Fundamentals and Midcurvedness in Crypto Markets

There’s a school of thought that says that tokens should be valued like traditional companies. This means that you focus on the underlying traction of a protocol, its potential to generate revenue, and what the growth and revenue curves will look like over your investment / holding period. You basically view crypto assets as businesses, and look to buy interesting businesses that happen to be protocols in crypto. The more revenue a protocol creates, the more valuable it should be.

The opposite view says that token prices are entirely sentiment and narrative-driven. This is the old and battle tested way of looking at crypto assets. The bigger the idea, the more mind share an idea has, the more money it will attract. If you adopt this worldview, you inevitably end up with the realization that infrastructure is the most interesting category of crypto assets to invest in. The bigger the infrastructure, the more surface it can touch, the more valuable it should be.

Fundamentally driven investors often accuse sentiment driven investors of being gamblers, while sentiment driven investors often accuse fundamentals driven investors of being midcurved and broke. Strangely, both are true. Investing in things that do not have and will never have a business model, is gambling. But the reality is also that the only truly large outcomes crypto has generated have all been in infrastructure and completely unrelated to fundamentals.

While the philosophy underpinning each of these groups and the discourse around it is very interesting, I believe most of us should be asking ourselves a far more meta question. Namely, who is going to buy your tokens? Whether you think fundamentals matter or not, in order for you to make money, a lot of people are going to have to come in and buy the names that you have in your portfolio. There is no other way to make money.

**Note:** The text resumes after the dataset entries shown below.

//! # API Client
//!
//! Thin reqwest wrapper shared by all entity sources: base URL handling,
//! bearer-token injection, status checking, envelope decoding.
//!
//! ## Request Flow
//! ```text
//! ┌─────────────────────────────────────────────────────────────────────────┐
//! │                      One Paginated Fetch                                │
//! │                                                                         │
//! │  get_page("customers", request)                                         │
//! │       │                                                                 │
//! │       ▼                                                                 │
//! │  Build URL: /customers?page=0&size=10&sort=name,asc[&name=ana]          │
//! │       │                                                                 │
//! │       ▼                                                                 │
//! │  TokenProvider.bearer_token()  ── None ──►  FetchError::Unauthorized    │
//! │       │ Some(token)                                                     │
//! │       ▼                                                                 │
//! │  GET with Authorization: Bearer <token>                                 │
//! │       │                                                                 │
//! │       ├── transport error ──►  classify_transport (Network/Unknown)     │
//! │       ├── 204 No Content  ──►  empty final page                         │
//! │       ├── non-2xx         ──►  classify_status (Unauthorized/Server)    │
//! │       ▼                                                                 │
//! │  Decode PageEnvelope<T> ──► PageResponse<T>                             │
//! └─────────────────────────────────────────────────────────────────────────┘
//! ```
//!
//! ## Token Handling
//! The client never stores credentials. Every request asks the
//! [`TokenProvider`] collaborator for the current bearer token; a missing
//! token short-circuits to `Unauthorized` without touching the network,
//! which routes to the session-expiry handler like any other 401.

use std::sync::Arc;

use async_trait::async_trait;
use reqwest::StatusCode;
use serde::de::DeserializeOwned;
use serde::Serialize;
use tracing::debug;
use url::Url;

use mercato_core::{FetchError, FetchResult, PageRequest, PageResponse};

use crate::error::{classify_status, classify_transport, ClientError};
use crate::wire::PageEnvelope;

// =============================================================================
// Token Provider
// =============================================================================

/// Collaborator that owns the session token.
///
/// Implemented outside this workspace (secure storage on mobile, keychain on
/// desktop). Returning `None` means "no session": the request is refused
/// locally as `Unauthorized`.
#[async_trait]
pub trait TokenProvider: Send + Sync {
    /// The current bearer token, if a session exists.
    async fn bearer_token(&self) -> Option<String>;
}

/// Fixed-token provider for tests and command-line tooling.
pub struct StaticToken(String);

impl StaticToken {
    /// Wraps an already-obtained token.
    pub fn new(token: impl Into<String>) -> Self {
        StaticToken(token.into())
    }
}

#[async_trait]
impl TokenProvider for StaticToken {
    async fn bearer_token(&self) -> Option<String> {
        Some(self.0.clone())
    }
}

// =============================================================================
// API Client
// =============================================================================

/// Shared HTTP client for the business backend.
///
/// Cloning is cheap; all sources for one backend share the same underlying
/// connection pool.
#[derive(Clone)]
pub struct ApiClient {
    /// Underlying reqwest client (connection pool)
    http: reqwest::Client,

    /// Base URL of the backend, e.g. `http://192.168.1.5:8080`
    base_url: Url,

    /// Session token collaborator
    tokens: Arc<dyn TokenProvider>,
}

impl ApiClient {
    /// Creates a client for the given backend base URL.
    pub fn new(base_url: &str, tokens: Arc<dyn TokenProvider>) -> Result<Self, ClientError> {
        let parsed = Url::parse(base_url).map_err(|err| ClientError::InvalidBaseUrl {
            url: base_url.to_string(),
            reason: err.to_string(),
        })?;

        if parsed.cannot_be_a_base() {
            return Err(ClientError::InvalidBaseUrl {
                url: base_url.to_string(),
                reason: "URL cannot serve as a base".to_string(),
            });
        }

        Ok(ApiClient {
            http: reqwest::Client::new(),
            base_url: parsed,
            tokens,
        })
    }

    /// Builds an endpoint URL from path segments, e.g. `["customers", id]`.
    fn endpoint(&self, segments: &[&str]) -> Url {
        let mut url = self.base_url.clone();
        if let Ok(mut path) = url.path_segments_mut() {
            path.pop_if_empty();
            path.extend(segments);
        }
        url
    }

    /// Sends a request with the bearer token attached.
    async fn authorized(&self, builder: reqwest::RequestBuilder) -> FetchResult<reqwest::Response> {
        let token = self
            .tokens
            .bearer_token()
            .await
            .ok_or(FetchError::Unauthorized)?;

        builder
            .bearer_auth(token)
            .send()
            .await
            .map_err(classify_transport)
    }

    /// Turns a non-success status into a classified error.
    async fn check_status(
        response: reqwest::Response,
        fallback: &str,
    ) -> FetchResult<reqwest::Response> {
        let status = response.status();
        if status.is_success() {
            return Ok(response);
        }
        let body = response.text().await.unwrap_or_default();
        Err(classify_status(status, &body, fallback))
    }

    // =========================================================================
    // Reads
    // =========================================================================

    /// Fetches one page from a paginated endpoint.
    ///
    /// `filter_param` names the entity's substring-filter query parameter;
    /// `None` for endpoints without text search. A `204 No Content` answer
    /// becomes an empty final page.
    pub async fn get_page<T: DeserializeOwned>(
        &self,
        path: &str,
        request: &PageRequest,
        filter_param: Option<&str>,
        fallback: &str,
    ) -> FetchResult<PageResponse<T>> {
        let mut url = self.endpoint(&[path]);
        {
            let mut query = url.query_pairs_mut();
            query.append_pair("page", &request.page_index.to_string());
            query.append_pair("size", &request.page_size.to_string());
            query.append_pair("sort", &request.sort.to_param());
            if let (Some(param), Some(text)) = (filter_param, request.filter_text.as_deref()) {
                query.append_pair(param, text);
            }
        }

        debug!(url = %url, page = request.page_index, "fetching page");

        let response = self.authorized(self.http.get(url)).await?;
        if response.status() == StatusCode::NO_CONTENT {
            return Ok(PageResponse::empty(request.page_index));
        }
        let response = Self::check_status(response, fallback).await?;

        let envelope: PageEnvelope<T> = response.json().await.map_err(classify_transport)?;
        Ok(envelope.into_page_response())
    }

    /// Fetches the full, unpaged candidate set from an endpoint.
    ///
    /// Used by the sale-composition pickers, which filter locally. A `204`
    /// or empty body yields an empty set.
    pub async fn get_all<T: DeserializeOwned>(
        &self,
        path: &str,
        fallback: &str,
    ) -> FetchResult<Vec<T>> {
        let url = self.endpoint(&[path]);
        debug!(url = %url, "fetching full candidate set");

        let response = self.authorized(self.http.get(url)).await?;
        if response.status() == StatusCode::NO_CONTENT {
            return Ok(Vec::new());
        }
        let response = Self::check_status(response, fallback).await?;

        response.json().await.map_err(classify_transport)
    }

    // =========================================================================
    // Writes
    // =========================================================================

    /// POSTs a JSON body to a collection endpoint.
    pub async fn post_json<B: Serialize + Sync>(
        &self,
        segments: &[&str],
        body: &B,
        fallback: &str,
    ) -> FetchResult<()> {
        let url = self.endpoint(segments);
        debug!(url = %url, "create");
        let response = self.authorized(self.http.post(url).json(body)).await?;
        Self::check_status(response, fallback).await?;
        Ok(())
    }

    /// PUTs a JSON body to an item endpoint.
    pub async fn put_json<B: Serialize + Sync>(
        &self,
        segments: &[&str],
        body: &B,
        fallback: &str,
    ) -> FetchResult<()> {
        let url = self.endpoint(segments);
        debug!(url = %url, "update");
        let response = self.authorized(self.http.put(url).json(body)).await?;
        Self::check_status(response, fallback).await?;
        Ok(())
    }

    /// DELETEs an item endpoint.
    pub async fn delete(&self, segments: &[&str], fallback: &str) -> FetchResult<()> {
        let url = self.endpoint(segments);
        debug!(url = %url, "delete");
        let response = self.authorized(self.http.delete(url)).await?;
        Self::check_status(response, fallback).await?;
        Ok(())
    }
}

// =============================================================================
// Unit Tests
// =============================================================================

#[cfg(test)]
mod tests {
    use super::*;
    use mercato_core::Sort;

    fn client() -> ApiClient {
        ApiClient::new("http://backend:8080", Arc::new(StaticToken::new("t"))).unwrap()
    }

    #[test]
    fn test_endpoint_building() {
        let api = client();
        assert_eq!(
            api.endpoint(&["customers"]).as_str(),
            "http://backend:8080/customers"
        );
        assert_eq!(
            api.endpoint(&["customers", "c-1"]).as_str(),
            "http://backend:8080/customers/c-1"
        );
    }

    #[test]
    fn test_invalid_base_url_rejected() {
        let result = ApiClient::new("not a url", Arc::new(StaticToken::new("t")));
        assert!(matches!(result, Err(ClientError::InvalidBaseUrl { .. })));
    }

    #[test]
    fn test_page_query_parameters() {
        let api = client();
        let request = PageRequest::new(2, 10, Sort::asc("name"), Some("ana"));

        // Rebuild the URL the way get_page does.
        let mut url = api.endpoint(&["customers"]);
        {
            let mut query = url.query_pairs_mut();
            query.append_pair("page", &request.page_index.to_string());
            query.append_pair("size", &request.page_size.to_string());
            query.append_pair("sort", &request.sort.to_param());
            if let Some(text) = request.filter_text.as_deref() {
                query.append_pair("name", text);
            }
        }

        assert_eq!(
            url.as_str(),
            "http://backend:8080/customers?page=2&size=10&sort=name%2Casc&name=ana"
        );
    }
}
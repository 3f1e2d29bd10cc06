//! End-to-end engine flow for recording a sale: open the product picker,
//! filter locally, create the sale through the write facade and watch the
//! sales list resync, all against an in-memory backend.

use std::sync::{Arc, Mutex};

use async_trait::async_trait;
use chrono::{TimeZone, Utc};

use mercato_client::{EntityWriter, RemoteListSource};
use mercato_core::{
    FetchResult, PageRequest, PageResponse, Product, Sale, SaleItem, Sort,
};
use mercato_engine::{
    init_tracing, EngineConfig, ListEngine, MutationResync, NoOpSink, PickerList,
};

// =============================================================================
// In-memory backend
// =============================================================================

#[derive(Default)]
struct Backend {
    products: Vec<Product>,
    sales: Vec<Sale>,
}

#[derive(Clone, Default)]
struct ProductEndpoint(Arc<Mutex<Backend>>);

#[async_trait]
impl RemoteListSource for ProductEndpoint {
    type Item = Product;

    async fn fetch_page(&self, request: &PageRequest) -> FetchResult<PageResponse<Product>> {
        let backend = self.0.lock().unwrap();
        Ok(page_of(&backend.products, request))
    }

    async fn fetch_all(&self) -> FetchResult<Vec<Product>> {
        Ok(self.0.lock().unwrap().products.clone())
    }
}

#[derive(Clone, Default)]
struct SaleEndpoint(Arc<Mutex<Backend>>);

#[async_trait]
impl RemoteListSource for SaleEndpoint {
    type Item = Sale;

    async fn fetch_page(&self, request: &PageRequest) -> FetchResult<PageResponse<Sale>> {
        let backend = self.0.lock().unwrap();
        // Newest first, as the backend serves them.
        let mut rows = backend.sales.clone();
        rows.sort_by(|a, b| b.sold_at.cmp(&a.sold_at));
        Ok(page_of(&rows, request))
    }

    async fn fetch_all(&self) -> FetchResult<Vec<Sale>> {
        Ok(self.0.lock().unwrap().sales.clone())
    }
}

#[async_trait]
impl EntityWriter for SaleEndpoint {
    type Draft = Sale;

    async fn create(&self, draft: &Sale) -> FetchResult<()> {
        let mut backend = self.0.lock().unwrap();
        backend.sales.push(draft.clone());
        // Selling decrements stock, like the real backend.
        for item in &draft.items {
            if let Some(product) = backend
                .products
                .iter_mut()
                .find(|p| p.name == item.product_name)
            {
                product.stock -= item.quantity;
            }
        }
        Ok(())
    }

    async fn update(&self, _id: &str, _draft: &Sale) -> FetchResult<()> {
        Ok(())
    }

    async fn remove(&self, id: &str) -> FetchResult<()> {
        self.0.lock().unwrap().sales.retain(|sale| sale.id != id);
        Ok(())
    }
}

fn page_of<T: Clone>(rows: &[T], request: &PageRequest) -> PageResponse<T> {
    let from = (request.page_index * request.page_size) as usize;
    let to = (from + request.page_size as usize).min(rows.len());
    let content = if from < rows.len() {
        rows[from..to].to_vec()
    } else {
        Vec::new()
    };
    PageResponse {
        content,
        page_index: request.page_index,
        is_last_page: to >= rows.len(),
    }
}

fn product(id: &str, name: &str, price_cents: i64, stock: i64) -> Product {
    Product {
        id: id.into(),
        name: name.into(),
        price_cents,
        stock,
        supplier_id: None,
    }
}

fn seeded_backend() -> Arc<Mutex<Backend>> {
    Arc::new(Mutex::new(Backend {
        products: vec![
            product("p-1", "Cafe 500g", 1899, 4),
            product("p-2", "Acucar 1kg", 650, 0),
            product("p-3", "Caderno", 1200, 10),
        ],
        sales: Vec::new(),
    }))
}

// =============================================================================
// Flow
// =============================================================================

#[tokio::test]
async fn test_record_sale_flow() {
    init_tracing();

    let backend = seeded_backend();
    let config = EngineConfig::default();
    let diagnostics = Arc::new(NoOpSink);

    let sales_list = ListEngine::without_search(
        "sales",
        SaleEndpoint(Arc::clone(&backend)),
        Sort::desc("soldAt"),
        &config,
        diagnostics.clone(),
    );
    let sales = MutationResync::new(
        "sales",
        sales_list,
        SaleEndpoint(Arc::clone(&backend)),
        diagnostics.clone(),
    );
    let picker = PickerList::with_eligibility(
        "products",
        ProductEndpoint(Arc::clone(&backend)),
        diagnostics.clone(),
        |p| &p.name,
        Product::is_sellable,
    );

    // Sales screen mounts empty.
    sales.list().refresh().await;
    assert!(sales.list().snapshot().await.items.is_empty());

    // Picker opens with only sellable products, then narrows locally.
    picker.open().await;
    assert_eq!(picker.snapshot().await.visible.len(), 2);
    picker.set_filter("cafe").await;
    let visible = picker.snapshot().await.visible;
    assert_eq!(visible.len(), 1);
    assert_eq!(visible[0].name, "Cafe 500g");

    // Recording the sale resyncs the list from page 0.
    let sale = Sale {
        id: "s-1".into(),
        customer_name: Some("Ana Souza".into()),
        sold_at: Utc.with_ymd_and_hms(2025, 3, 10, 14, 30, 0).unwrap(),
        total_cents: 3 * 1899,
        items: vec![SaleItem {
            product_name: "Cafe 500g".into(),
            quantity: 3,
            unit_price_cents: 1899,
        }],
    };
    sales.create(&sale).await.unwrap();

    let snapshot = sales.list().snapshot().await;
    assert_eq!(snapshot.items.len(), 1);
    assert_eq!(snapshot.items[0].total_cents, 5697);
    assert!(!snapshot.has_more);

    // Reopening the picker reflects the decremented stock.
    picker.open().await;
    let cafe = picker
        .snapshot()
        .await
        .visible
        .into_iter()
        .find(|p| p.id == "p-1")
        .unwrap();
    assert_eq!(cafe.stock, 1);
}

#[tokio::test]
async fn test_sales_history_pages_newest_first() {
    let backend = seeded_backend();
    {
        let mut guard = backend.lock().unwrap();
        for day in 1..=25 {
            guard.sales.push(Sale {
                id: format!("s-{day}"),
                customer_name: None,
                sold_at: Utc.with_ymd_and_hms(2025, 3, day, 12, 0, 0).unwrap(),
                total_cents: 100 * i64::from(day),
                items: Vec::new(),
            });
        }
    }

    let list = ListEngine::without_search(
        "sales",
        SaleEndpoint(backend),
        Sort::desc("soldAt"),
        &EngineConfig::default(),
        Arc::new(NoOpSink),
    );

    list.refresh().await;
    let snapshot = list.snapshot().await;
    assert_eq!(snapshot.items.len(), 10);
    assert_eq!(snapshot.items[0].id, "s-25");
    assert!(snapshot.has_more);

    list.load_more().await;
    list.load_more().await;
    let snapshot = list.snapshot().await;
    assert_eq!(snapshot.items.len(), 25);
    assert_eq!(snapshot.items.last().unwrap().id, "s-1");
    assert!(!snapshot.has_more);
}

There are a handful of things in crypto where we can point to a sustained, structural demand source. BTC has the ETFs. Solana has crypto natives. Memes and AI tokens have gamblers. These are buyers. There are also a handful of things that we know have sustained supply. High FDV tokens have VCs and teams. Highly incentivized networks and apps have operators. L1s have miners. A lot of projects have huge grant programs. These are sellers.

Coming back to the question of fundamentals vs sentiment/narrative, it’s becoming obvious that the extremes of both of these views are equally midcurved. Yes the fundamentals of some defi protocols are great, but what does it matter when in the whole world there is only a handful of crypto native hedge funds buying? And what does it matter that infrastructure projects like Celestia and Eigenlayer are huge, unique, incredible pieces of technology, when everyone ever involved with them is selling, with billions to go?

The far more interesting question for any given liquid token is what are the flows, and what will they be in the future.